Every season of the year provides a degree of inspiration. Spring has its enthusiastic touches of chartreuse; summer its contented fullness of flora; and fall its melancholy golden touches. But the quietness of winter, with the bare bones of the trees and tones of exposed earth, has become one of my favorites.
Pastel is a perfect medium for the portrayal of these scenes. The earthen tones so often associated with winter are easily accessible within any pastel palette and the ability of pastel, due to its dry stick like formation, to expressively indicate texture, affords the pastelist a freedom of expression not easily obtained with other wet media.
As someone who typically seeks the intensity of a brightly lit summer day and its rewards of long hours of daylight, it has always been somewhat of a mystery as to why I prefer the local irrigation canals in winter. When I venture out for a day of plein air work, I hope for the exuberance of summer. The warmth of the day frees my hand to express the sensitive tactile swipes of pastel or paint that it desires. My energy is boosted and it grants me the fortitude to wage the battle that location painting can often be. But when I work in the studio during winter, a lot of the work manifests a melancholy tone. Maybe it is my Scottish heritage, an ancestry rooted in gray wetlands and moors, or just an introspective nature that pushes me in this direction when cloistered away in my studio. Whatever it is, the inclination is there and I have learned not to resist it. Having access to the winter-themed canals of the Rogue River Valley has become my muse during this season of renewal.

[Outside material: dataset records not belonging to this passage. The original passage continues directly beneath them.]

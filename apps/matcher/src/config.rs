use anyhow::{Context, Result};

use crate::similarity::DEFAULT_EMBED_MODEL;

/// Application configuration loaded from environment variables.
#[derive(Debug, Clone)]
pub struct Config {
    pub hf_api_key: String,
    pub hf_embed_model: String,
    pub rust_log: String,
}

impl Config {
    pub fn from_env() -> Result<Self> {
        dotenvy::dotenv().ok(); // load .env if present; ignore if missing

        Ok(Config {
            hf_api_key: require_env("HUGGINGFACE_API_KEY")?,
            hf_embed_model: std::env::var("HUGGINGFACE_EMBED_MODEL")
                .unwrap_or_else(|_| DEFAULT_EMBED_MODEL.to_string()),
            rust_log: std::env::var("RUST_LOG").unwrap_or_else(|_| "info".to_string()),
        })
    }
}

fn require_env(key: &str) -> Result<String> {
    std::env::var(key).with_context(|| format!("Required environment variable '{key}' is not set"))
}
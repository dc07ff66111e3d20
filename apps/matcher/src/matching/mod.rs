// Resume ↔ job-description matching.
// The keyword pipeline is pure, deterministic computation; the one await
// point is the external similarity estimate. All state is request-scoped
// apart from the read-only lexicons.

pub mod company;
pub mod lexicon;
pub mod normalize;
pub mod rank;
pub mod tokenize;

use std::collections::HashSet;

use serde::{Deserialize, Serialize};
use tracing::debug;

use crate::errors::AppError;
use crate::similarity::SimilarityProvider;

use self::company::detect_company_tokens;
use self::rank::{frequencies, top_n};
use self::tokenize::{tokenize_to_lemmas, TokenizeOptions};

/// Input caps, applied silently by character count.
pub const MAX_RESUME_CHARS: usize = 12_000;
pub const MAX_JOB_CHARS: usize = 6_000;

/// Ranking depth per text and the cap on each reported keyword list.
const TOP_KEYWORDS: usize = 150;
const REPORTED_KEYWORDS: usize = 25;

/// The match report returned to callers. Request-scoped, never persisted;
/// field names stay camelCase on the wire for the frontend.
#[derive(Debug, Clone, Serialize, Deserialize)]
#[serde(rename_all = "camelCase")]
pub struct MatchReport {
    pub score: u32,
    pub overlap_pct: u32,
    pub used_keywords: Vec<String>,
    pub missing_keywords: Vec<String>,
}

/// Scores a resume against a job description: semantic similarity from the
/// external provider plus keyword overlap from the local pipeline.
///
/// Both texts are mandatory. Company-name stems detected in the unmodified
/// job text are suppressed on the job side only, so a posting's own company
/// never contaminates the keyword lists.
pub async fn score(
    provider: &dyn SimilarityProvider,
    resume_text: &str,
    job_text: &str,
) -> Result<MatchReport, AppError> {
    let resume = resume_text.trim();
    let job = job_text.trim();
    if resume.is_empty() {
        return Err(AppError::Validation("missing resume text".to_string()));
    }
    if job.is_empty() {
        return Err(AppError::Validation("missing job text".to_string()));
    }

    // Detection needs the raw capitalization, so it runs on the unmodified
    // input before any lowercasing or truncation.
    let company_stops = detect_company_tokens(job_text);
    if !company_stops.is_empty() {
        debug!(?company_stops, "suppressing company tokens for this request");
    }

    let resume = truncate_chars(resume, MAX_RESUME_CHARS);
    let job = truncate_chars(job, MAX_JOB_CHARS);

    let sim = provider.similarity(resume, job).await?;
    let score = if sim.is_finite() {
        (sim * 100.0).round() as u32
    } else {
        0
    };

    let resume_lemmas = tokenize_to_lemmas(resume, &TokenizeOptions::default());
    let job_opts = TokenizeOptions {
        extra_stop: company_stops,
        ..TokenizeOptions::default()
    };
    let job_lemmas = tokenize_to_lemmas(job, &job_opts);

    let resume_top: HashSet<String> = top_n(&frequencies(&resume_lemmas), TOP_KEYWORDS)
        .into_iter()
        .collect();
    let job_top = top_n(&frequencies(&job_lemmas), TOP_KEYWORDS);

    let used_keywords: Vec<String> = job_top
        .iter()
        .filter(|kw| resume_top.contains(*kw))
        .take(REPORTED_KEYWORDS)
        .cloned()
        .collect();
    let missing_keywords: Vec<String> = job_top
        .iter()
        .filter(|kw| !resume_top.contains(*kw))
        .take(REPORTED_KEYWORDS)
        .cloned()
        .collect();

    let overlap_pct = if job_top.is_empty() {
        0
    } else {
        ((used_keywords.len() as f64 / job_top.len() as f64) * 100.0).round() as u32
    };

    debug!(
        score,
        overlap_pct,
        used = used_keywords.len(),
        missing = missing_keywords.len(),
        "match report computed"
    );

    Ok(MatchReport {
        score,
        overlap_pct,
        used_keywords,
        missing_keywords,
    })
}

fn truncate_chars(text: &str, max: usize) -> &str {
    match text.char_indices().nth(max) {
        Some((idx, _)) => &text[..idx],
        None => text,
    }
}
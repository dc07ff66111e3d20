//! Heuristic company-name detection over raw job-description text.
//!
//! Runs before any lowercasing or truncation: the capitalization of the name
//! stem is the signal. Detected stems feed the per-request stop-set so a
//! posting's own company name never shows up as a "missing keyword".

use once_cell::sync::Lazy;
use regex::Regex;
use std::collections::HashSet;

// Capitalized stem (≥3 chars of letters/digits/&/./-) followed by a legal
// entity suffix. The suffix alternation matches its literal casing only:
// "LABS" or "inc" will not match.
static COMPANY_RE: Lazy<Regex> = Lazy::new(|| {
    Regex::new(
        r"\b([A-Z][A-Za-z0-9&.\-]{2,})\s+(?:Labs?|Lab|Inc\.?|LLC|Ltd\.?|Corporation|Corp\.?|GmbH|PLC|Pte\.?|LLP)\b",
    )
    .expect("static company pattern")
});

/// Extracts lowercase organization-name stems from raw text.
///
/// All non-overlapping occurrences are collected; the legal suffix itself is
/// discarded. Empty input yields an empty set.
pub fn detect_company_tokens(raw: &str) -> HashSet<String> {
    COMPANY_RE
        .captures_iter(raw)
        .map(|caps| caps[1].to_lowercase())
        .collect()
}
use thiserror::Error;

/// Application-level error taxonomy.
///
/// Validation problems belong to the caller and are never retried. Upstream
/// and extraction failures carry enough context to name the collaborator
/// that produced them.
#[derive(Debug, Error)]
pub enum AppError {
    #[error("Validation error: {0}")]
    Validation(String),

    #[error("Similarity service error (status {status}): {message}")]
    Upstream { status: u16, message: String },

    #[error("Document extraction error: {0}")]
    Extraction(String),

    #[error("HTTP error: {0}")]
    Http(#[from] reqwest::Error),
}
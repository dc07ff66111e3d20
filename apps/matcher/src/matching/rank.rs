//! Frequency tables and top-N keyword ranking.

use indexmap::IndexMap;

/// Counts occurrences per lemma. The table preserves first-insertion order,
/// which is what makes the ranking tie-break deterministic.
pub fn frequencies(lemmas: &[String]) -> IndexMap<String, u32> {
    let mut table = IndexMap::new();
    for lemma in lemmas {
        *table.entry(lemma.clone()).or_insert(0) += 1;
    }
    table
}

/// Top `n` lemmas by descending count. The sort is stable, so lemmas with
/// equal counts keep their first-occurrence order from the source sequence.
pub fn top_n(table: &IndexMap<String, u32>, n: usize) -> Vec<String> {
    let mut entries: Vec<(&String, &u32)> = table.iter().collect();
    entries.sort_by(|a, b| b.1.cmp(a.1));
    entries
        .into_iter()
        .take(n)
        .map(|(lemma, _)| lemma.clone())
        .collect()
}

#[cfg(test)]
mod tests {
    use super::*;

    fn seq(words: &[&str]) -> Vec<String> {
        words.iter().map(|w| w.to_string()).collect()
    }

    #[test]
    fn test_frequencies_count_occurrences() {
        let table = frequencies(&seq(&["rust", "kafka", "rust", "rust", "kafka"]));
        assert_eq!(table["rust"], 3);
        assert_eq!(table["kafka"], 2);
        assert_eq!(table.len(), 2);
    }

    #[test]
    fn test_top_n_orders_by_descending_count() {
        let table = frequencies(&seq(&["a1", "b1", "b1", "c1", "c1", "c1"]));
        assert_eq!(top_n(&table, 3), seq(&["c1", "b1", "a1"]));
    }

    #[test]
    fn test_ties_break_by_first_occurrence() {
        let table = frequencies(&seq(&["beta", "alpha", "alpha", "beta", "gamma"]));
        // beta and alpha both count 2; beta was inserted first
        assert_eq!(top_n(&table, 10), seq(&["beta", "alpha", "gamma"]));
    }

    #[test]
    fn test_top_n_caps_at_n() {
        let table = frequencies(&seq(&["x1", "y1", "z1"]));
        assert_eq!(top_n(&table, 2).len(), 2);
    }

    #[test]
    fn test_empty_sequence_yields_empty_ranking() {
        let table = frequencies(&[]);
        assert!(top_n(&table, 150).is_empty());
    }
}
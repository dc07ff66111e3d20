//! Static lexicons backing the keyword pipeline.
//!
//! All three sets are process-wide, read-only, and initialized on first use.
//! Nothing ever mutates them, so any number of concurrent requests may read
//! them without coordination.

use once_cell::sync::Lazy;
use std::collections::HashSet;

/// Baseline stopwords: function words plus the HR/legal/fluff vocabulary that
/// dominates job postings but carries no matching signal.
pub static STOPWORDS: Lazy<HashSet<&'static str>> = Lazy::new(|| {
    [
        // articles / auxiliaries
        "the", "a", "an", "and", "or", "if", "then", "than", "is", "am", "are", "was", "were",
        "be", "been", "being",
        // prepositions
        "in", "to", "of", "on", "at", "by", "as", "for", "from", "with", "into", "onto", "over",
        "under", "within", "without", "between", "among", "through", "throughout", "across",
        "about", "via", "per",
        // pronouns / determiners
        "i", "me", "my", "we", "our", "ours", "you", "your", "yours", "they", "their", "theirs",
        "it", "its", "this", "that", "these", "those",
        // posting boilerplate, HR and legal vocabulary
        "etc", "using", "use", "job", "role", "position", "team", "based", "related", "field",
        "fields", "experience", "years", "description", "responsibilities", "requirements",
        "preferred", "minimum", "posting", "apply", "req", "requisition", "id", "jobid", "ref",
        "company", "inc", "llc", "ltd", "corp", "corporation", "co", "gmbh", "plc", "pte", "llp",
        "us", "u.s", "u.s.", "usa",
        // generic fluff
        "strong", "exceptional", "excellent", "ability", "abilities", "communicate",
        "communication", "effectively", "familiar", "familiarity", "knowledge", "skills",
        "skill", "objective", "objectives", "plus", "good", "great", "must", "build", "work",
        "tools", "technology", "technologies", "environment",
        "analytical", "probability", "statistic", "statistics", "complex", "highly",
        "technical", "collaborative", "collaboration", "intellectual", "curiosity", "passion",
        "solving", "challenging", "problem", "problems",
        // tokens that show up inside organization names
        "labs", "lab",
    ]
    .into_iter()
    .collect()
});

/// Names that end in `s` (or otherwise look plural) but must never be
/// singularized. Stripping the final `s` from `kubernetes` or `aws` would
/// corrupt the keyword, so these take precedence over every suffix rule.
pub static PLURAL_EXCEPTIONS: Lazy<HashSet<&'static str>> = Lazy::new(|| {
    [
        // cloud platforms and managed services
        "aws", "gcp", "azure", "s3", "ec2", "eks", "ecs", "rds", "kms", "sns", "sqs", "iam",
        "route53", "cloudwatch", "cloudformation", "gcs", "bigquery", "dataproc", "dataflow",
        "pubsub", "vertexai", "cloudrun",
        // databases, warehouses, search
        "postgres", "postgresql", "mysql", "sqlite", "mariadb", "sqlserver", "dynamodb",
        "mongodb", "cassandra", "neo4j", "couchbase", "hbase", "clickhouse", "timescaledb",
        "influxdb", "snowflake", "redshift", "elasticsearch", "opensearch",
        // streaming and data engineering
        "kafka", "kinesis", "pulsar", "zookeeper", "spark", "flink", "beam", "hive", "presto",
        "trino", "dbt", "airbyte", "fivetran", "iceberg", "delta", "delta-lake",
        // ML / data science
        "python", "pandas", "numpy", "scipy", "sklearn", "scikit-learn", "matplotlib",
        "seaborn", "pytorch", "tensorflow", "keras", "xgboost", "lightgbm", "catboost",
        "spacy", "nltk", "transformers", "huggingface", "onnx", "mlflow", "kubeflow",
        "sagemaker",
        // observability
        "prometheus", "grafana", "opentelemetry", "jaeger",
        // web, frontend, backend
        "nodejs", "express", "nestjs", "nextjs", "react", "angular", "vue", "svelte", "axios",
        "chartjs", "tailwindcss", "webpack",
        // APIs and protocols
        "graphql", "rest", "grpc", "websockets", "microservices", "k8s",
        // devops and platforms
        "devops", "jenkins", "gitlab", "github", "bitbucket", "circleci", "docker",
        "kubernetes",
        // misc
        "redis", "analytics", "physics", "metrics", "hadoop", "airflow", "h1b",
    ]
    .into_iter()
    .collect()
});

/// Two-letter tokens worth keeping; every other two-letter token is noise.
pub static ALLOWED_TWO_LETTER: Lazy<HashSet<&'static str>> =
    Lazy::new(|| ["ai", "ml", "ui", "ux", "go"].into_iter().collect());
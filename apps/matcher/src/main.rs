mod config;
mod errors;
mod extract;
mod matching;
mod similarity;

use std::path::Path;

use anyhow::{bail, Context, Result};
use tracing::info;
use tracing_subscriber::{layer::SubscriberExt, util::SubscriberInitExt, EnvFilter};

use crate::config::Config;
use crate::similarity::HfSimilarityClient;

#[tokio::main]
async fn main() -> Result<()> {
    // Load configuration first (fails fast on missing required env vars)
    let config = Config::from_env()?;

    // Initialize structured logging
    tracing_subscriber::registry()
        .with(EnvFilter::try_from_default_env().unwrap_or_else(|_| {
            EnvFilter::new(format!("{}={}", env!("CARGO_PKG_NAME"), &config.rust_log))
        }))
        .with(tracing_subscriber::fmt::layer())
        .init();

    let args: Vec<String> = std::env::args().collect();
    if args.len() != 3 {
        bail!("usage: {} <resume.pdf|resume.txt> <job.txt>", args[0]);
    }

    let resume_text = read_resume(Path::new(&args[1]))?;
    let job_text = std::fs::read_to_string(&args[2])
        .with_context(|| format!("Failed to read job description '{}'", args[2]))?;

    info!(
        "Scoring resume against job description (model: {})",
        config.hf_embed_model
    );

    let client = HfSimilarityClient::new(config.hf_api_key.clone(), config.hf_embed_model.clone());
    let report = matching::score(&client, &resume_text, &job_text).await?;

    println!("{}", serde_json::to_string_pretty(&report)?);

    Ok(())
}

/// PDF resumes go through the extractor; anything else is read as UTF-8 text.
fn read_resume(path: &Path) -> Result<String> {
    let is_pdf = path
        .extension()
        .is_some_and(|ext| ext.eq_ignore_ascii_case("pdf"));

    if is_pdf {
        let bytes = std::fs::read(path)
            .with_context(|| format!("Failed to read resume '{}'", path.display()))?;
        Ok(extract::pdf_to_text(&bytes)?)
    } else {
        std::fs::read_to_string(path)
            .with_context(|| format!("Failed to read resume '{}'", path.display()))
    }
}
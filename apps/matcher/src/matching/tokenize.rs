//! Tokenizer and rule-based lemmatizer.
//!
//! Deliberately not a real NLP stack: a handful of ordered suffix rules and
//! an exception list give a deterministic, reproducible reduction that is
//! good enough for keyword overlap. Malformed or empty tokens are dropped
//! silently; that is the design, not an error path.

use once_cell::sync::Lazy;
use regex::Regex;
use std::collections::HashSet;

use crate::matching::lexicon::{ALLOWED_TWO_LETTER, PLURAL_EXCEPTIONS, STOPWORDS};
use crate::matching::normalize::normalize;

static TOKEN_RE: Lazy<Regex> =
    Lazy::new(|| Regex::new(r"[a-z][a-z0-9+\-_.]+").expect("static token pattern"));

/// Per-call tokenization options. `extra_stop` suppresses tokens for this
/// call only; `force_keep` exempts tokens from every stop check.
#[derive(Debug, Default, Clone)]
pub struct TokenizeOptions {
    pub extra_stop: HashSet<String>,
    pub force_keep: HashSet<String>,
}

impl TokenizeOptions {
    fn is_stopped(&self, token: &str) -> bool {
        (STOPWORDS.contains(token) || self.extra_stop.contains(token))
            && !self.force_keep.contains(token)
    }
}

/// Normalizes `text` and reduces it to an ordered lemma sequence, duplicates
/// retained. Stop checks run twice per token: once on the raw token and once
/// on its post-lemma form, since lemmatization can turn a kept token into a
/// stopword (e.g. `uses` → `us`).
pub fn tokenize_to_lemmas(text: &str, opts: &TokenizeOptions) -> Vec<String> {
    let cleaned = normalize(text);
    let mut lemmas = Vec::new();

    for m in TOKEN_RE.find_iter(&cleaned) {
        // "inc." → "inc", "co-design." → "co-design"
        let token = m.as_str().trim_matches(|c| matches!(c, '.' | '_' | '-'));
        if token.is_empty() {
            continue;
        }
        if token.len() == 2 && !ALLOWED_TWO_LETTER.contains(token) {
            continue;
        }
        if opts.is_stopped(token) {
            continue;
        }

        let token = remap_degree(token);
        let lemma = to_lemma(token);
        if opts.is_stopped(&lemma) {
            continue;
        }
        lemmas.push(lemma);
    }

    lemmas
}

// The normalizer should already have rewritten these; kept as a token-level
// backstop for variants that reach this stage unconverted.
fn remap_degree(token: &str) -> &str {
    match token {
        "bs" | "bsc" | "be" | "btech" => "bachelor",
        "ms" | "msc" | "mtech" => "master",
        "phd" | "doctoral" | "doctorate" => "phd",
        _ => token,
    }
}

/// Reduces one token to its lemma: strips a trailing possessive, then applies
/// the first matching suffix rule unless the token is a plural exception.
pub fn to_lemma(word: &str) -> String {
    let s = word.strip_suffix("'s").unwrap_or(word);
    if PLURAL_EXCEPTIONS.contains(s) {
        return s.to_string();
    }
    let n = s.len();
    if n > 4 && s.ends_with("ies") {
        return format!("{}y", &s[..n - 3]);
    }
    if n > 4 && (s.ends_with("ses") || s.ends_with("xes")) {
        return s[..n - 2].to_string();
    }
    if n > 3 && s.ends_with("es") {
        return s[..n - 2].to_string();
    }
    if n > 3 && s.ends_with('s') {
        return s[..n - 1].to_string();
    }
    s.to_string()
}

#[cfg(test)]
mod tests {
    use super::*;

    fn lemmas(text: &str) -> Vec<String> {
        tokenize_to_lemmas(text, &TokenizeOptions::default())
    }

    #[test]
    fn test_plural_exceptions_keep_trailing_s() {
        assert_eq!(lemmas("Experienced with Kubernetes and AWS"), vec![
            "experienced",
            "kubernetes",
            "aws"
        ]);
    }

    #[test]
    fn test_suffix_rules_reduce_plurals() {
        assert_eq!(to_lemma("dependencies"), "dependency");
        assert_eq!(to_lemma("libraries"), "library");
        assert_eq!(to_lemma("classes"), "class");
        assert_eq!(to_lemma("boxes"), "box");
        assert_eq!(to_lemma("pipelines"), "pipelin");
        assert_eq!(to_lemma("apis"), "api");
    }

    #[test]
    fn test_to_lemma_strips_trailing_possessive() {
        assert_eq!(to_lemma("manager's"), "manager");
    }

    #[test]
    fn test_two_letter_tokens_filtered_by_allowlist() {
        assert_eq!(lemmas("ai ux hr go ml qa"), vec!["ai", "ux", "go", "ml"]);
    }

    #[test]
    fn test_stopwords_dropped() {
        assert_eq!(lemmas("the engineer and the pipeline"), vec![
            "engineer", "pipeline"
        ]);
    }

    #[test]
    fn test_post_lemma_stopword_recheck() {
        // "uses" passes the raw check, lemmatizes to "us", then gets dropped
        assert!(lemmas("uses").is_empty());
    }

    #[test]
    fn test_extra_stop_suppresses_for_this_call_only() {
        let opts = TokenizeOptions {
            extra_stop: ["acme".to_string()].into_iter().collect(),
            ..TokenizeOptions::default()
        };
        assert_eq!(tokenize_to_lemmas("acme python", &opts), vec!["python"]);
        assert_eq!(lemmas("acme python"), vec!["acme", "python"]);
    }

    #[test]
    fn test_force_keep_exempts_stopword() {
        let opts = TokenizeOptions {
            force_keep: ["experience".to_string()].into_iter().collect(),
            ..TokenizeOptions::default()
        };
        assert_eq!(tokenize_to_lemmas("experience with python", &opts), vec![
            "experience",
            "python"
        ]);
    }

    #[test]
    fn test_trailing_punctuation_stripped_from_tokens() {
        assert_eq!(lemmas("golang. co-design."), vec!["golang", "co-design"]);
    }

    #[test]
    fn test_degree_tokens_survive_as_canonical_forms() {
        // "in" and "cs" fall to the two-letter filter, "preferred" is a stopword
        assert_eq!(lemmas("MS in CS, B.Tech preferred"), vec!["master", "bachelor"]);
    }

    #[test]
    fn test_duplicates_retained_in_order() {
        assert_eq!(lemmas("python java python"), vec!["python", "java", "python"]);
    }

    #[test]
    fn test_single_char_and_numeric_runs_never_tokenize() {
        assert!(lemmas("5 + 7 x").is_empty());
    }
}
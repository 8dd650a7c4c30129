use std::f32::consts::PI;

use rand::{rngs::StdRng, Rng, SeedableRng};

pub fn mean(data: &[f64]) -> f64 {
    data.iter().fold(0.0, |acc, x| acc + x) / (data.len() as f64)
}

/// Wraps an angle into `[-pi, pi)`.
pub fn angle_normalise(x: f32) -> f32 {
    (x + PI).rem_euclid(2.0 * PI) - PI
}

/// Builds an environment generator, falling back to entropy without a seed.
pub fn seeded_rng(seed: Option<u64>) -> StdRng {
    match seed {
        Some(seed) => StdRng::seed_from_u64(seed),
        None => StdRng::from_entropy(),
    }
}

/// Draws each coordinate uniformly from `[lows[i], highs[i])`.
///
/// Both slices must have the same length; the shorter one bounds the output.
pub fn generate_random_vector<R: Rng>(rng: &mut R, lows: &[f32], highs: &[f32]) -> Vec<f32> {
    lows.iter()
        .zip(highs.iter())
        .map(|(&low, &high)| low + rng.gen::<f32>() * (high - low))
        .collect()
}

#[cfg(test)]
mod test {
    use std::f32::consts::PI;

    use assert_approx_eq::assert_approx_eq;
    use rand::{rngs::StdRng, SeedableRng};

    use rand::Rng;

    use super::{angle_normalise, generate_random_vector, mean, seeded_rng};

    #[test]
    fn test_mean() {
        let v = [0.0, 1.0, 2.0];

        assert_eq!(mean(&v), 1.0);

        let v = [];

        assert!(mean(&v).is_nan());
    }

    #[test]
    fn test_angle_normalise() {
        assert_approx_eq!(angle_normalise(0.5), 0.5);
        assert_approx_eq!(angle_normalise(2.0 * PI + 0.5), 0.5, 1e-5);
        assert_approx_eq!(angle_normalise(-2.0 * PI - 0.5), -0.5, 1e-5);
        assert!(angle_normalise(PI) < PI);
    }

    #[test]
    fn test_random_vector_bounds() {
        let mut rng = StdRng::seed_from_u64(0);
        for _ in 0..100 {
            let v = generate_random_vector(&mut rng, &[-0.05; 4], &[0.05; 4]);
            assert_eq!(v.len(), 4);
            assert!(v.iter().all(|x| (-0.05..=0.05).contains(x)));
        }
    }

    #[test]
    fn test_seeded_rng_repeats() {
        let mut a = seeded_rng(Some(7));
        let mut b = seeded_rng(Some(7));

        for _ in 0..4 {
            assert_eq!(a.gen::<u32>(), b.gen::<u32>());
        }
    }
}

I personally want to wish everyone the best of the holiday season no matter how you choose to celebrate it. As you surround yourselves with loved ones and partake in the cheer often associated with this festive time of year, I want to extend my thanks for the many benefits I have received from the pastel community. I hope in my meager way I have given back in kind and look forward to what 2015 has to offer all of us that love the dry medium. Collectively, we all owe a huge debt of gratitude to editor Anne Hevener of Pastel Journal magazine and all of the F+W Media team that continue to support and believe in the merits of pastel. Best of the Season and Happy New Year!